We’d arranged to meet Lydia and Wendy for pre-dinner botanicals at 6.30, but in our disorganised fuddle managed to land in the bar at 5.35, only to then wonder where the hell they were. This despite both of us glancing at several plus-size clocks, iPads, and phones. A couple of drinks later, we were ravenous and had already eaten the best part of a tasty hotpot by the time Wendy and Lydia arrived. Our faux pas forgiven, the evening passed with recollections of the week to date, the exchange of email addresses and the victorious realisation that our stash of drugs and support bandages had mostly gone unneeded. We hit the hay at a sensible hour, taking careful note of the mood lighting switch, should we accidentally need to illuminate our passage to the loo in the night. The sound of cars swishing through hard rain lulled me to instant sleep.

Day Five

Bridleways, Bullocks, and Homewood Bound to Backbarrow
P1000268Phone calls home the previous evening had revealed the most awful weather conditions in North Wales and a similar horror story from my son in London; so I wasn’t too surprised to see rain continuing to stream down the windows. Since it was the last day it didn’t seem quite so depressing to run into bad weather since we’d enjoyed three gloriously sunny days and only one cloudy, windy day, which is pretty good for somewhere as wet and green as the Lake District. We dressed ready for action in waterproofs and yet, by the time we’d saddled-up the rain had dissolved to an intermittent drizzle and it was a difficult decision then whether or not to remove the waterproof over-trousers. They certainly compromised grip in the saddle but then the thought of maybe trying to put them back again on top of the fells in pouring rain made it a tough choice. Everyone opted to keep them on but Sue, ever the optimist and resident weather expert stuffed hers in the saddlebags and declared it wasn’t going to rain properly until 3.55pm. Thus cheered, we took the old coffin road across the Woodland Valley and Lowick Common to arrive at Spark Bridge for lunch. While Kieron was busy checking the horses and tacking-up again (before the rain started at 3.55pm) we organised a whip-round. Our guide had looked after us royally and we felt bound by the laws of decency and appreciation to present him with a roll of notes and, for no other reason than it was us – wrapped around a Voltarol suppository. I like to think it expressed our combined experiences and wrapped up the morning rather well.
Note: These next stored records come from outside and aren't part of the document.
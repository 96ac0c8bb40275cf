//! 连接字符串语法校验
//!
//! 注册连接时在任何网络IO之前同步执行，只做语法检查：
//! 协议、主机、可选的认证信息与端口、可选的数据库名与查询参数

use once_cell::sync::Lazy;
use regex::Regex;
use serde::{Deserialize, Serialize};
use std::collections::BTreeMap;
use std::fmt;

use crate::error::AdminResult;

/// 合法主机名：域名、IPv4或者方括号包裹的IPv6
static HOST_PATTERN: Lazy<Regex> = Lazy::new(|| {
    Regex::new(r"^(\[[0-9A-Fa-f:.]+\]|[A-Za-z0-9_]([A-Za-z0-9_\-.]*[A-Za-z0-9_])?)$")
        .expect("主机名正则表达式非法")
});

/// 连接协议
#[derive(Debug, Clone, Copy, PartialEq, Eq, Serialize, Deserialize)]
pub enum Scheme {
    /// mongodb://
    Standard,
    /// mongodb+srv://
    Srv,
}

impl Scheme {
    pub fn as_str(&self) -> &'static str {
        match self {
            Scheme::Standard => "mongodb",
            Scheme::Srv => "mongodb+srv",
        }
    }
}

/// 主机地址
#[derive(Debug, Clone, PartialEq, Eq, Serialize, Deserialize)]
pub struct HostAddress {
    pub host: String,
    pub port: Option<u16>,
}

impl fmt::Display for HostAddress {
    fn fmt(&self, f: &mut fmt::Formatter<'_>) -> fmt::Result {
        match self.port {
            Some(port) => write!(f, "{}:{}", self.host, port),
            None => write!(f, "{}", self.host),
        }
    }
}

/// 解析后的连接字符串
#[derive(Debug, Clone, PartialEq, Eq)]
pub struct ConnectionString {
    raw: String,
    pub scheme: Scheme,
    pub username: Option<String>,
    pub password: Option<String>,
    pub hosts: Vec<HostAddress>,
    pub database: Option<String>,
    pub options: BTreeMap<String, String>,
}

impl ConnectionString {
    /// 解析并校验连接字符串
    pub fn parse(input: &str) -> AdminResult<Self> {
        let raw = input.trim();
        if raw.is_empty() {
            return Err(crate::admin_error!(invalid_uri, "连接字符串为空"));
        }

        let (scheme, rest) = if let Some(rest) = raw.strip_prefix("mongodb+srv://") {
            (Scheme::Srv, rest)
        } else if let Some(rest) = raw.strip_prefix("mongodb://") {
            (Scheme::Standard, rest)
        } else {
            return Err(crate::admin_error!(
                invalid_uri,
                "连接字符串必须以 mongodb:// 或 mongodb+srv:// 开头"
            ));
        };

        // 拆分查询参数
        let (rest, query) = match rest.split_once('?') {
            Some((head, query)) => (head, Some(query)),
            None => (rest, None),
        };

        // 认证信息只能出现在第一个 '/' 之前，密码中的 '@' 必须经过编码
        let (authority, path) = match rest.find('/') {
            Some(idx) => (&rest[..idx], Some(&rest[idx + 1..])),
            None => (rest, None),
        };

        let (userinfo, host_list) = match authority.rsplit_once('@') {
            Some((userinfo, hosts)) => (Some(userinfo), hosts),
            None => (None, authority),
        };

        let (username, password) = match userinfo {
            Some(info) => Self::parse_userinfo(info)?,
            None => (None, None),
        };

        let hosts = Self::parse_hosts(host_list, scheme)?;

        let database = match path {
            Some(db) if !db.is_empty() => {
                let decoded = decode_component(db, "数据库名")?;
                if decoded.contains(['/', '\\', ' ', '"', '$']) {
                    return Err(crate::admin_error!(
                        invalid_uri,
                        format!("数据库名 '{}' 包含非法字符", decoded)
                    ));
                }
                Some(decoded)
            }
            _ => None,
        };

        let options = match query {
            Some(q) => Self::parse_options(q)?,
            None => BTreeMap::new(),
        };

        Ok(Self {
            raw: raw.to_string(),
            scheme,
            username,
            password,
            hosts,
            database,
            options,
        })
    }

    fn parse_userinfo(info: &str) -> AdminResult<(Option<String>, Option<String>)> {
        if info.is_empty() {
            return Err(crate::admin_error!(invalid_uri, "认证信息为空"));
        }
        let (user, pass) = match info.split_once(':') {
            Some((user, pass)) => (user, Some(pass)),
            None => (info, None),
        };
        if user.is_empty() {
            return Err(crate::admin_error!(invalid_uri, "用户名不能为空"));
        }
        let username = decode_component(user, "用户名")?;
        let password = pass.map(|p| decode_component(p, "密码")).transpose()?;
        Ok((Some(username), password))
    }

    fn parse_hosts(host_list: &str, scheme: Scheme) -> AdminResult<Vec<HostAddress>> {
        if host_list.is_empty() {
            return Err(crate::admin_error!(invalid_uri, "缺少主机地址"));
        }

        let mut hosts = Vec::new();
        for part in host_list.split(',') {
            if part.is_empty() {
                return Err(crate::admin_error!(invalid_uri, "主机列表中存在空项"));
            }

            // IPv6 地址的端口在右方括号之后
            let (host, port) = if part.starts_with('[') {
                match part.find(']') {
                    Some(end) => {
                        let host = &part[..=end];
                        let tail = &part[end + 1..];
                        match tail.strip_prefix(':') {
                            Some(port) => (host, Some(port)),
                            None if tail.is_empty() => (host, None),
                            None => {
                                return Err(crate::admin_error!(
                                    invalid_uri,
                                    format!("主机地址 '{}' 格式错误", part)
                                ));
                            }
                        }
                    }
                    None => {
                        return Err(crate::admin_error!(
                            invalid_uri,
                            format!("IPv6 地址 '{}' 缺少右方括号", part)
                        ));
                    }
                }
            } else {
                match part.split_once(':') {
                    Some((host, port)) => (host, Some(port)),
                    None => (part, None),
                }
            };

            if !HOST_PATTERN.is_match(host) {
                return Err(crate::admin_error!(
                    invalid_uri,
                    format!("主机名 '{}' 非法", host)
                ));
            }

            let port = match port {
                Some(p) => Some(parse_port(p)?),
                None => None,
            };

            hosts.push(HostAddress {
                host: host.to_string(),
                port,
            });
        }

        if scheme == Scheme::Srv {
            if hosts.len() != 1 {
                return Err(crate::admin_error!(
                    invalid_uri,
                    "mongodb+srv 只能指定一个主机"
                ));
            }
            if hosts[0].port.is_some() {
                return Err(crate::admin_error!(invalid_uri, "mongodb+srv 不能指定端口"));
            }
        }

        Ok(hosts)
    }

    fn parse_options(query: &str) -> AdminResult<BTreeMap<String, String>> {
        let mut options = BTreeMap::new();
        for pair in query.split('&').filter(|p| !p.is_empty()) {
            let (key, value) = pair.split_once('=').ok_or_else(|| {
                crate::admin_error!(invalid_uri, format!("连接参数 '{}' 缺少 '='", pair))
            })?;
            if key.is_empty() {
                return Err(crate::admin_error!(invalid_uri, "连接参数名为空"));
            }
            options.insert(key.to_string(), decode_component(value, "连接参数")?);
        }
        Ok(options)
    }

    /// 原始连接字符串
    pub fn as_str(&self) -> &str {
        &self.raw
    }

    /// 第一个主机，用于日志和状态展示
    pub fn primary_host(&self) -> &HostAddress {
        &self.hosts[0]
    }

    /// 隐藏密码后的连接字符串，用于日志输出
    pub fn redacted(&self) -> String {
        let mut uri = format!("{}://", self.scheme.as_str());
        if let Some(user) = &self.username {
            uri.push_str(&urlencoding::encode(user));
            if self.password.is_some() {
                uri.push_str(":****");
            }
            uri.push('@');
        }
        let hosts: Vec<String> = self.hosts.iter().map(|h| h.to_string()).collect();
        uri.push_str(&hosts.join(","));
        if let Some(db) = &self.database {
            uri.push('/');
            uri.push_str(db);
        }
        uri
    }
}

impl fmt::Display for ConnectionString {
    fn fmt(&self, f: &mut fmt::Formatter<'_>) -> fmt::Result {
        f.write_str(&self.redacted())
    }
}

fn parse_port(port: &str) -> AdminResult<u16> {
    match port.parse::<u16>() {
        Ok(p) if p > 0 => Ok(p),
        _ => Err(crate::admin_error!(
            invalid_uri,
            format!("端口 '{}' 非法", port)
        )),
    }
}

fn decode_component(value: &str, what: &str) -> AdminResult<String> {
    urlencoding::decode(value)
        .map(|v| v.into_owned())
        .map_err(|e| crate::admin_error!(invalid_uri, format!("{}解码失败: {}", what, e)))
}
Although tired, our spirits remained high through the final leg home with Sue stuck in a strong northern dialect for most of the afternoon, and Moody Millie suddenly realising she was on the outskirts of home and taking up an active walk in the lead. We passed through some pastureland inhabited by bullocks who decided to follow us all the way to the gate at the far end, and we worried then about the logistics of getting five horses through an awkward gate without 50 head of cattle barging through with us. But Jigsaw was fearless in facing the snorting beasts head-on and Kieron herded them back up the field with a whoop, cowboy style.
And then it was quiet country lanes and hamlets as the countryside softened towards Backbarrow. The rain never did take hold and the experience of damp hedgerows heavy with cow parsley, wild honeysuckle, and rose, wasn’t unpleasant. At Low Wood, a long uphill track allowed us a final opportunity to canter. Only Sue and I elected to go ahead, the other horses happy with a steadier pace. Gaia and Cookie obliged, albeit none too energetically, although we waited ages for the others to catch up. Sue thought she might jump off and lie flat in the undergrowth while I explained to Kieron that the horses had bolted and Sue had been dragged for half a mile at least, and I was too scared to check if she was still breathing. And, although we laughed at the joke we could have played, the bottom line was we were just too damn tired to get off and back on again. And, we reasoned that Kieron really didn’t really deserve any more of our tasteless humour.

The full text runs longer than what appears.